VoiceOfRa comments on Probabilities Small Enough To Ignore: An attack on Pascal's Mugging - Less Wrong

20 Post author: Kaj_Sotala 16 September 2015 10:45AM

You are viewing a comment permalink. View the original post to see all comments and the full post content.

Comments (176)

You are viewing a single comment's thread. Show more comments above.

Comment author: VoiceOfRa 05 October 2015 11:59:42PM 2 points [-]

Given your preferences, they do show what your utility function should be (up to affine transformation).

Assuming your preferences satisfy the axioms.

By completeness I assume you mean assigning a finite utility to every lottery, including the infinite ones.

No, by completeness I mean that for any two lotteries you prefer one over the other.

Why not reject completeness?

So why not reject it in the finite case as well?

The St. Petersburg lottery is plainly one that cannot exist.

Care to assign a probability to that statement.

Comment author: RichardKennaway 06 October 2015 01:00:30PM 0 points [-]

So why not reject it in the finite case as well?

Actually, I would, but that's digressing from the subject of infinite lotteries. As I have been pointing out, infinite lotteries are outside the scope of the VNM axioms and need additional axioms to be defined. It seems no more reasonable to me to require completeness of the preference ordering over St. Petersburg lotteries than to require that all sequences of real numbers converge.

Care to assign a probability to that statement.

"True." At some point, probability always becomes subordinate to logic, which knows only 0 and 1. If you can come up with a system in which it's probabilities all the way down, write it up for a mathematics journal.

If you're going to cite this (which makes a valid point, but people usually repeat the password in place of understanding the idea), tell me what probability you assign to A conditional on A, to 1+1=2, and to an omnipotent God being able to make a weight so heavy he can't lift it.

Comment author: VoiceOfRa 07 October 2015 03:54:00AM 1 point [-]

"True." At some point, probability always becomes subordinate to logic, which knows only 0 and 1. If you can come up with a system in which it's probabilities all the way down, write it up for a mathematics journal.

Ok, so care to present an a priori pure logic argument for why St.
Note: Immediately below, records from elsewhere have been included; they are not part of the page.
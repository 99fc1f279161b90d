#![allow(dead_code)]

use core::time::Duration;

use sweep_core::emulator::EmulatorRequest;
use sweep_core::link::LinkRequest;
use sweep_core::orchestrator::{
    EngineConfig, EngineRequest, HostAction, MeasurementOrchestrator,
};
use sweep_core::session::Role;
use sweep_core::sweep::PointResult;
use sweep_core::telemetry::EngineEvent;
use sweep_core::time::MonoInstant;

#[derive(Copy, Clone, Debug, Default, Eq, PartialEq, Ord, PartialOrd)]
pub struct MicrosInstant(pub u64);

impl MicrosInstant {
    pub fn millis(value: u64) -> Self {
        Self(value * 1_000)
    }

    pub fn secs(value: u64) -> Self {
        Self(value * 1_000_000)
    }
}

impl core::ops::Add<Duration> for MicrosInstant {
    type Output = Self;

    fn add(self, rhs: Duration) -> Self::Output {
        Self(self.0 + rhs.as_micros() as u64)
    }
}

impl MonoInstant for MicrosInstant {
    fn saturating_duration_since(&self, earlier: Self) -> Duration {
        Duration::from_micros(self.0.saturating_sub(earlier.0))
    }
}

/// Simulated host: radios that open instantly, acknowledge stops and print
/// records when the client starts, plus an emulator that confirms every
/// update.
pub struct Bench {
    pub engine: MeasurementOrchestrator<MicrosInstant>,
    pub now: MicrosInstant,
    pub writes: Vec<(Role, String)>,
    pub emulator_writes: Vec<String>,
    pub persisted: Vec<PointResult>,
    pub events: Vec<EngineEvent>,
    pub kills: usize,
    /// Records the server prints each time the client command is written.
    pub records_per_start: usize,
    pub ack_stops: bool,
    pub confirm_emulator: bool,
    /// Confirm the way the real emulator prints, `[ANITE][ts] SNR updated to 2.0 dB`.
    pub float_confirmations: bool,
    server_snr: String,
}

impl Bench {
    pub fn new(config: EngineConfig) -> Self {
        Self {
            engine: MeasurementOrchestrator::new(config),
            now: MicrosInstant(0),
            writes: Vec::new(),
            emulator_writes: Vec::new(),
            persisted: Vec::new(),
            events: Vec::new(),
            kills: 0,
            records_per_start: 3,
            ack_stops: true,
            confirm_emulator: true,
            float_confirmations: false,
            server_snr: String::from("0"),
        }
    }

    pub fn request(&mut self, request: EngineRequest) {
        self.engine
            .request(request, self.now)
            .expect("request accepted");
        self.pump();
    }

    /// Serial bytes from a radio at the current instant.
    pub fn device_says(&mut self, role: Role, text: &str) {
        self.engine.serial_data(role, text.as_bytes(), self.now);
    }

    /// Carries out every pending host action, including the ones they cause.
    pub fn pump(&mut self) {
        loop {
            let actions = self.engine.take_actions();
            if actions.is_empty() {
                return;
            }
            for action in actions {
                self.handle(action);
            }
        }
    }

    /// Advances simulated time to `until`, firing every deadline on the way.
    pub fn run_until(&mut self, until: MicrosInstant) {
        for _ in 0..100_000 {
            self.pump();
            match self.engine.next_deadline() {
                Some(deadline) if deadline <= until => {
                    self.now = self.now.max(deadline);
                    self.engine.poll(self.now);
                }
                _ => {
                    self.now = until;
                    self.engine.poll(self.now);
                    self.pump();
                    return;
                }
            }
        }
        panic!("engine did not settle before {until:?}");
    }

    /// Runs until nothing is active, returning the instant it settled.
    pub fn run_to_quiescence(&mut self) -> MicrosInstant {
        for _ in 0..100_000 {
            self.pump();
            if self.engine.is_quiescent() {
                return self.now;
            }
            let deadline = self
                .engine
                .next_deadline()
                .expect("active engine has a deadline");
            self.now = self.now.max(deadline);
            self.engine.poll(self.now);
        }
        panic!("engine never became quiescent");
    }

    pub fn commands_written(&self, role: Role, prefix: &str) -> usize {
        self.writes
            .iter()
            .filter(|(r, text)| *r == role && text.starts_with(prefix))
            .count()
    }

    pub fn count_events(&self, predicate: impl Fn(&EngineEvent) -> bool) -> usize {
        self.events.iter().filter(|event| predicate(event)).count()
    }

    fn handle(&mut self, action: HostAction) {
        let now = self.now;
        match action {
            HostAction::Link { role, request } => match request {
                LinkRequest::Open { .. } => self.engine.link_opened(role, now),
                LinkRequest::Close => self.engine.link_closed(role, now),
                LinkRequest::SetDtr(_) => {}
                LinkRequest::Write(text) => self.device_received(role, text),
            },
            HostAction::Emulator(request) => match request {
                EmulatorRequest::Spawn { .. } => self.engine.emulator_spawned(now),
                EmulatorRequest::Write(line) => {
                    let update = line
                        .strip_prefix("snr_update:")
                        .and_then(|rest| rest.split(':').next())
                        .map(String::from);
                    self.emulator_writes.push(line);
                    if let (true, Some(snr)) = (self.confirm_emulator, update) {
                        let reply = if self.float_confirmations {
                            let value: f64 = snr.parse().expect("numeric snr");
                            format!("[ANITE][12:00:00] SNR updated to {value:?} dB")
                        } else {
                            format!("SNR updated to {snr}")
                        };
                        self.engine.emulator_line(&reply, now);
                    }
                }
                EmulatorRequest::Kill => {
                    self.kills += 1;
                    self.engine.emulator_exited(None, now);
                }
            },
            HostAction::Persist(result) => self.persisted.push(result),
            HostAction::DeviceLine { .. } => {}
            HostAction::Event(event) => self.events.push(event),
        }
    }

    fn device_received(&mut self, role: Role, text: String) {
        if let Some(snr) = text.trim_end().strip_prefix("dect perf -s --pdc_number=") {
            self.server_snr = String::from(snr);
        }
        if text.starts_with("dect perf stop") && self.ack_stops {
            self.device_says(role, "perf command stopping\r\n");
        }
        if let Some(rest) = text.strip_prefix("dect perf -c --c_tx_mcs ") {
            let mcs = rest.split_whitespace().next().unwrap_or("0").to_owned();
            for index in 0..self.records_per_start {
                let line = format!("pdc,{},{mcs},{}\r\n", 10 + index, self.server_snr);
                self.device_says(Role::Server, &line);
            }
        }
        self.writes.push((role, text));
    }
}
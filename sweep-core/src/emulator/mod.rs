//! Channel emulator line protocol and process tracking.
//!
//! The emulator is an external program launched as
//! `<program> <args...> <initial snr> <channel type>`. SNR changes are pushed
//! over stdin as `snr_update:<value>:<channel>` and confirmed by a stdout line
//! containing `SNR updated to <value>`. Shutdown writes `stop` and then kills
//! the process.

use alloc::format;
use alloc::string::String;
use alloc::vec::Vec;
use core::fmt;
use core::str::FromStr;
use core::time::Duration;

use crate::error::EmulatorError;
use crate::record::text_after;
use crate::sweep::Snr;
use crate::time::MonoInstant;

/// Upper bound on waiting for an SNR confirmation line.
pub const DEFAULT_CONFIRM_TIMEOUT: Duration = Duration::from_secs(30);
/// Delay after launch before the first point is measured.
pub const DEFAULT_STABILIZATION_DELAY: Duration = Duration::from_secs(5);
/// Line written before the process is killed.
pub const STOP_LINE: &str = "stop\n";

const CONFIRMATION_MARKER: &str = "SNR updated to ";

/// Fading profile selected on the emulator. Also names the CSV file.
#[derive(Copy, Clone, Debug, Eq, PartialEq, Hash)]
pub enum ChannelType {
    Awgn,
    TdlA,
    TdlB,
    TdlC,
}

impl ChannelType {
    pub const ALL: [ChannelType; 4] = [
        ChannelType::Awgn,
        ChannelType::TdlA,
        ChannelType::TdlB,
        ChannelType::TdlC,
    ];

    #[must_use]
    pub const fn as_str(self) -> &'static str {
        match self {
            ChannelType::Awgn => "AWGN",
            ChannelType::TdlA => "TDL-A",
            ChannelType::TdlB => "TDL-B",
            ChannelType::TdlC => "TDL-C",
        }
    }
}

impl fmt::Display for ChannelType {
    fn fmt(&self, f: &mut fmt::Formatter<'_>) -> fmt::Result {
        f.write_str(self.as_str())
    }
}

/// Name that is not one of the supported channel profiles.
#[derive(Copy, Clone, Debug, Eq, PartialEq)]
pub struct UnknownChannelType;

impl fmt::Display for UnknownChannelType {
    fn fmt(&self, f: &mut fmt::Formatter<'_>) -> fmt::Result {
        f.write_str("channel type must be one of AWGN, TDL-A, TDL-B, TDL-C")
    }
}

impl core::error::Error for UnknownChannelType {}

impl FromStr for ChannelType {
    type Err = UnknownChannelType;

    fn from_str(s: &str) -> Result<Self, Self::Err> {
        let name = s.trim();
        ChannelType::ALL
            .into_iter()
            .find(|channel| channel.as_str().eq_ignore_ascii_case(name))
            .ok_or(UnknownChannelType)
    }
}

/// Stdin line requesting a new SNR.
#[must_use]
pub fn snr_update_line(snr: Snr, channel: ChannelType) -> String {
    format!("snr_update:{snr}:{channel}\n")
}

/// Trailing launch arguments appended after the configured program arguments.
#[must_use]
pub fn launch_args(snr: Snr, channel: ChannelType) -> [String; 2] {
    [format!("{snr}"), String::from(channel.as_str())]
}

/// Returns `true` when `line` confirms the update to exactly `snr`.
///
/// The value after the marker is compared numerically, so `2.0` confirms `2`
/// while `25` and `2.5` do not.
#[must_use]
pub fn confirms(line: &str, snr: Snr) -> bool {
    let Some(rest) = text_after(line, CONFIRMATION_MARKER) else {
        return false;
    };
    let numeric = |(i, c): &(usize, char)| {
        c.is_ascii_digit() || *c == '.' || (*i == 0 && matches!(*c, '-' | '+'))
    };
    let len = rest
        .char_indices()
        .find(|pair| !numeric(pair))
        .map_or(rest.len(), |(i, _)| i);
    rest[..len]
        .trim_end_matches('.')
        .parse::<Snr>()
        .is_ok_and(|value| value == snr)
}

#[derive(Copy, Clone, Debug, PartialEq)]
pub struct EmulatorConfig {
    pub enabled: bool,
    pub channel: ChannelType,
    pub confirm_timeout: Duration,
}

impl Default for EmulatorConfig {
    fn default() -> Self {
        Self {
            enabled: false,
            channel: ChannelType::Awgn,
            confirm_timeout: DEFAULT_CONFIRM_TIMEOUT,
        }
    }
}

/// Process-level action the host performs for the emulator.
#[derive(Clone, Debug, PartialEq)]
pub enum EmulatorRequest {
    Spawn { snr: Snr, channel: ChannelType },
    Write(String),
    Kill,
}

/// Externally visible emulator state.
#[derive(Copy, Clone, Debug, Eq, PartialEq)]
pub enum EmulatorState {
    Stopped,
    Launching,
    Running,
    Confirming(Snr),
}

impl fmt::Display for EmulatorState {
    fn fmt(&self, f: &mut fmt::Formatter<'_>) -> fmt::Result {
        match self {
            EmulatorState::Stopped => f.write_str("stopped"),
            EmulatorState::Launching => f.write_str("launching"),
            EmulatorState::Running => f.write_str("running"),
            EmulatorState::Confirming(snr) => write!(f, "confirming {snr} dB"),
        }
    }
}

#[derive(Copy, Clone, Debug)]
enum Process<TInstant> {
    Stopped,
    Launching,
    Running,
    Confirming { snr: Snr, since: TInstant },
}

/// Tracks the emulator process the host runs on the engine's behalf.
#[derive(Clone, Debug)]
pub struct ChannelEmulator<TInstant> {
    confirm_timeout: Duration,
    process: Process<TInstant>,
}

impl<TInstant> ChannelEmulator<TInstant>
where
    TInstant: MonoInstant,
{
    #[must_use]
    pub const fn new(confirm_timeout: Duration) -> Self {
        Self {
            confirm_timeout,
            process: Process::Stopped,
        }
    }

    pub const fn state(&self) -> EmulatorState {
        match self.process {
            Process::Stopped => EmulatorState::Stopped,
            Process::Launching => EmulatorState::Launching,
            Process::Running => EmulatorState::Running,
            Process::Confirming { snr, .. } => EmulatorState::Confirming(snr),
        }
    }

    pub const fn is_running(&self) -> bool {
        !matches!(self.process, Process::Stopped)
    }

    /// Asks the host to spawn the process. `None` when one is already running.
    pub fn launch(&mut self, snr: Snr, channel: ChannelType) -> Option<EmulatorRequest> {
        if self.is_running() {
            return None;
        }
        self.process = Process::Launching;
        Some(EmulatorRequest::Spawn { snr, channel })
    }

    pub fn spawned(&mut self) {
        if matches!(self.process, Process::Launching) {
            self.process = Process::Running;
        }
    }

    pub fn spawn_failed(&mut self) -> EmulatorError {
        self.process = Process::Stopped;
        EmulatorError::SpawnFailed
    }

    /// Writes an SNR update and starts the confirmation wait.
    ///
    /// # Errors
    ///
    /// [`EmulatorError::WriteFailed`] when no process is running.
    pub fn push_snr(
        &mut self,
        snr: Snr,
        channel: ChannelType,
        now: TInstant,
    ) -> Result<EmulatorRequest, EmulatorError> {
        if !self.is_running() {
            return Err(EmulatorError::WriteFailed);
        }
        self.process = Process::Confirming { snr, since: now };
        Ok(EmulatorRequest::Write(snr_update_line(snr, channel)))
    }

    /// Feeds one stdout line. Returns the SNR it confirmed, if any.
    pub fn observe_line(&mut self, line: &str) -> Option<Snr> {
        let Process::Confirming { snr, .. } = self.process else {
            return None;
        };
        if !confirms(line, snr) {
            return None;
        }
        self.process = Process::Running;
        Some(snr)
    }

    /// Reports a confirmation timeout once.
    pub fn poll(&mut self, now: TInstant) -> Option<EmulatorError> {
        let Process::Confirming { since, .. } = self.process else {
            return None;
        };
        let waited = now.saturating_duration_since(since);
        if waited < self.confirm_timeout {
            return None;
        }
        self.process = Process::Running;
        Some(EmulatorError::ConfirmationTimeout { waited })
    }

    /// The process ended. Unexpected exits are reported as errors.
    pub fn exited(&mut self, code: Option<i32>) -> Option<EmulatorError> {
        let was_running = self.is_running();
        self.process = Process::Stopped;
        was_running.then_some(EmulatorError::Exited { code })
    }

    /// Requests a graceful stop followed by a kill. Empty when not running.
    pub fn shutdown(&mut self) -> Vec<EmulatorRequest> {
        if !self.is_running() {
            return Vec::new();
        }
        self.process = Process::Stopped;
        alloc::vec![
            EmulatorRequest::Write(String::from(STOP_LINE)),
            EmulatorRequest::Kill,
        ]
    }

    pub fn next_deadline(&self) -> Option<TInstant> {
        match self.process {
            Process::Confirming { since, .. } => Some(since + self.confirm_timeout),
            _ => None,
        }
    }
}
Petersburg lottery-like situations can't exist.

Comment author: RichardKennaway 07 October 2015 04:15:21PM -1 points [-]

Ok, so care to present an a priori pure logic argument for why St. Petersburg lottery-like situations can't exist.

FInite approximations to the St. Petersburg lottery have unbounded values. The sequence does not converge to a limit.

In contrast, a sequence of individual gambles with expectations 1, 1/2, 1/4, etc. does have a limit, and it is reasonable to allow the idealised infinite sequence of them a place in the set of lotteries.

You might as well ask why the sum of an infinite number of ones doesn't exist. There are ways of extending the real numbers with various sorts of infinite numbers, but they are extensions. The real numbers do not include them. The difficulty of devising an extension that allows for the convergence of all infinite sums is not an argument that the real numbers should be bounded.

Comment author: VoiceOfRa 08 October 2015 02:56:42AM *  1 point [-]

FInite approximations to the St. Petersburg lottery have unbounded values. The sequence does not converge to a limit.

They have unbounded expected values, that doesn't mean the St. Petersburg lottery can't exist, only that its expected value doesn't.